// src/db/seed.rs
// Idempotent first-run data: default org, system roles, permission catalogue, admin user

use anyhow::{Context, Result};
use sqlx::{Sqlite, SqlitePool, Transaction};
use tracing::info;

use crate::rbac::Permission;

pub const DEFAULT_ORG_SLUG: &str = "default";
pub const ADMIN_EMAIL: &str = "admin@example.com";

const DEVOPS_PERMISSIONS: &[Permission] = &[
    Permission::ResourcesRead,
    Permission::ResourcesGenerateToken,
    Permission::ResourcesWrite,
    Permission::ResourcesConnect,
    Permission::AuditRead,
    Permission::RolesRead,
    Permission::UsersRead,
];

const READONLY_PERMISSIONS: &[Permission] = &[
    Permission::UsersRead,
    Permission::RolesRead,
    Permission::ResourcesRead,
    Permission::AuditRead,
];

/// Ids created (or found) by the seed
#[derive(Debug, Clone, Copy, PartialEq, Eq)]
pub struct SeedSummary {
    pub org_id: i64,
    pub admin_user_id: i64,
    pub admin_role_id: i64,
}

/// Safe to run on every start; existing rows are left alone.
pub async fn seed_defaults(pool: &SqlitePool) -> Result<SeedSummary> {
    let mut tx = pool.begin().await.context("Failed to start seed transaction")?;

    sqlx::query("INSERT OR IGNORE INTO organizations (name, slug) VALUES (?, ?)")
        .bind("Default Organization")
        .bind(DEFAULT_ORG_SLUG)
        .execute(&mut *tx)
        .await?;
    let org_id: i64 = sqlx::query_scalar("SELECT id FROM organizations WHERE slug = ?")
        .bind(DEFAULT_ORG_SLUG)
        .fetch_one(&mut *tx)
        .await?;

    let admin_role = ensure_role(&mut tx, org_id, "Administrator", "admin").await?;
    let devops_role = ensure_role(&mut tx, org_id, "DevOps", "devops").await?;
    let readonly_role = ensure_role(&mut tx, org_id, "ReadOnly", "readonly").await?;

    for permission in Permission::ALL {
        sqlx::query("INSERT OR IGNORE INTO permissions (key, description) VALUES (?, ?)")
            .bind(permission.key().as_str())
            .bind(permission.description())
            .execute(&mut *tx)
            .await?;
        grant(&mut tx, admin_role, permission).await?;
    }
    for permission in DEVOPS_PERMISSIONS {
        grant(&mut tx, devops_role, *permission).await?;
    }
    for permission in READONLY_PERMISSIONS {
        grant(&mut tx, readonly_role, *permission).await?;
    }

    sqlx::query("INSERT OR IGNORE INTO users (org_id, name, email) VALUES (?, ?, ?)")
        .bind(org_id)
        .bind("Admin User")
        .bind(ADMIN_EMAIL)
        .execute(&mut *tx)
        .await?;
    let admin_user_id: i64 = sqlx::query_scalar("SELECT id FROM users WHERE org_id = ? AND email = ?")
        .bind(org_id)
        .bind(ADMIN_EMAIL)
        .fetch_one(&mut *tx)
        .await?;

    sqlx::query("INSERT OR IGNORE INTO user_roles (user_id, role_id, org_id) VALUES (?, ?, ?)")
        .bind(admin_user_id)
        .bind(admin_role)
        .bind(org_id)
        .execute(&mut *tx)
        .await?;

    tx.commit().await.context("Failed to commit seed")?;

    info!(
        org = DEFAULT_ORG_SLUG,
        admin = ADMIN_EMAIL,
        permissions = Permission::ALL.len(),
        "Seed OK (roles: admin, devops, readonly)"
    );

    Ok(SeedSummary {
        org_id,
        admin_user_id,
        admin_role_id: admin_role,
    })
}

async fn ensure_role(tx: &mut Transaction<'_, Sqlite>, org_id: i64, name: &str, slug: &str) -> Result<i64> {
    sqlx::query("INSERT OR IGNORE INTO roles (org_id, name, slug, is_system) VALUES (?, ?, ?, 1)")
        .bind(org_id)
        .bind(name)
        .bind(slug)
        .execute(&mut **tx)
        .await?;

    let id = sqlx::query_scalar("SELECT id FROM roles WHERE org_id = ? AND slug = ?")
        .bind(org_id)
        .bind(slug)
        .fetch_one(&mut **tx)
        .await?;
    Ok(id)
}

async fn grant(tx: &mut Transaction<'_, Sqlite>, role_id: i64, permission: Permission) -> Result<()> {
    sqlx::query(
        "INSERT OR IGNORE INTO role_permissions (role_id, permission_id)
         SELECT ?, id FROM permissions WHERE key = ?",
    )
    .bind(role_id)
    .bind(permission.key().as_str())
    .execute(&mut **tx)
    .await?;
    Ok(())
}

----

Your goal ▸ Restate the data exactly, keeping every line intact.

Solution ▸
// src/db/seed.rs
// Idempotent first-run data: default org, system roles, permission catalogue, admin user

use anyhow::{Context, Result};
use sqlx::{Sqlite, SqlitePool, Transaction};
use tracing::info;

use crate::rbac::Permission;

pub const DEFAULT_ORG_SLUG: &str = "default";
pub const ADMIN_EMAIL: &str = "admin@example.com";

const DEVOPS_PERMISSIONS: &[Permission] = &[
    Permission::ResourcesRead,
    Permission::ResourcesGenerateToken,
    Permission::ResourcesWrite,
    Permission::ResourcesConnect,
    Permission::AuditRead,
    Permission::RolesRead,
    Permission::UsersRead,
];

const READONLY_PERMISSIONS: &[Permission] = &[
    Permission::UsersRead,
    Permission::RolesRead,
    Permission::ResourcesRead,
    Permission::AuditRead,
];

/// Ids created (or found) by the seed
#[derive(Debug, Clone, Copy, PartialEq, Eq)]
pub struct SeedSummary {
    pub org_id: i64,
    pub admin_user_id: i64,
    pub admin_role_id: i64,
}

/// Safe to run on every start; existing rows are left alone.
pub async fn seed_defaults(pool: &SqlitePool) -> Result<SeedSummary> {
    let mut tx = pool.begin().await.context("Failed to start seed transaction")?;

    sqlx::query("INSERT OR IGNORE INTO organizations (name, slug) VALUES (?, ?)")
        .bind("Default Organization")
        .bind(DEFAULT_ORG_SLUG)
        .execute(&mut *tx)
        .await?;
    let org_id: i64 = sqlx::query_scalar("SELECT id FROM organizations WHERE slug = ?")
        .bind(DEFAULT_ORG_SLUG)
        .fetch_one(&mut *tx)
        .await?;

    let admin_role = ensure_role(&mut tx, org_id, "Administrator", "admin").await?;
    let devops_role = ensure_role(&mut tx, org_id, "DevOps", "devops").await?;
    let readonly_role = ensure_role(&mut tx, org_id, "ReadOnly", "readonly").await?;

    for permission in Permission::ALL {
        sqlx::query("INSERT OR IGNORE INTO permissions (key, description) VALUES (?, ?)")
            .bind(permission.key().as_str())
            .bind(permission.description())
            .execute(&mut *tx)
            .await?;
        grant(&mut tx, admin_role, permission).await?;
    }
    for permission in DEVOPS_PERMISSIONS {
        grant(&mut tx, devops_role, *permission).await?;
    }
    for permission in READONLY_PERMISSIONS {
        grant(&mut tx, readonly_role, *permission).await?;
    }

    sqlx::query("INSERT OR IGNORE INTO users (org_id, name, email) VALUES (?, ?, ?)")
        .bind(org_id)
        .bind("Admin User")
        .bind(ADMIN_EMAIL)
        .execute(&mut *tx)
        .await?;
    let admin_user_id: i64 = sqlx::query_scalar("SELECT id FROM users WHERE org_id = ? AND email = ?")
        .bind(org_id)
        .bind(ADMIN_EMAIL)
        .fetch_one(&mut *tx)
        .await?;

    sqlx::query("INSERT OR IGNORE INTO user_roles (user_id, role_id, org_id) VALUES (?, ?, ?)")
        .bind(admin_user_id)
        .bind(admin_role)
        .bind(org_id)
        .execute(&mut *tx)
        .await?;

    tx.commit().await.context("Failed to commit seed")?;

    info!(
        org = DEFAULT_ORG_SLUG,
        admin = ADMIN_EMAIL,
        permissions = Permission::ALL.len(),
        "Seed OK (roles: admin, devops, readonly)"
    );

    Ok(SeedSummary {
        org_id,
        admin_user_id,
        admin_role_id: admin_role,
    })
}

async fn ensure_role(tx: &mut Transaction<'_, Sqlite>, org_id: i64, name: &str, slug: &str) -> Result<i64> {
    sqlx::query("INSERT OR IGNORE INTO roles (org_id, name, slug, is_system) VALUES (?, ?, ?, 1)")
        .bind(org_id)
        .bind(name)
        .bind(slug)
        .execute(&mut **tx)
        .await?;

    let id = sqlx::query_scalar("SELECT id FROM roles WHERE org_id = ? AND slug = ?")
        .bind(org_id)
        .bind(slug)
        .fetch_one(&mut **tx)
        .await?;
    Ok(id)
}

async fn grant(tx: &mut Transaction<'_, Sqlite>, role_id: i64, permission: Permission) -> Result<()> {
    sqlx::query(
        "INSERT OR IGNORE INTO role_permissions (role_id, permission_id)
         SELECT ?, id FROM permissions WHERE key = ?",
    )
    .bind(role_id)
    .bind(permission.key().as_str())
    .execute(&mut **tx)
    .await?;
    Ok(())
}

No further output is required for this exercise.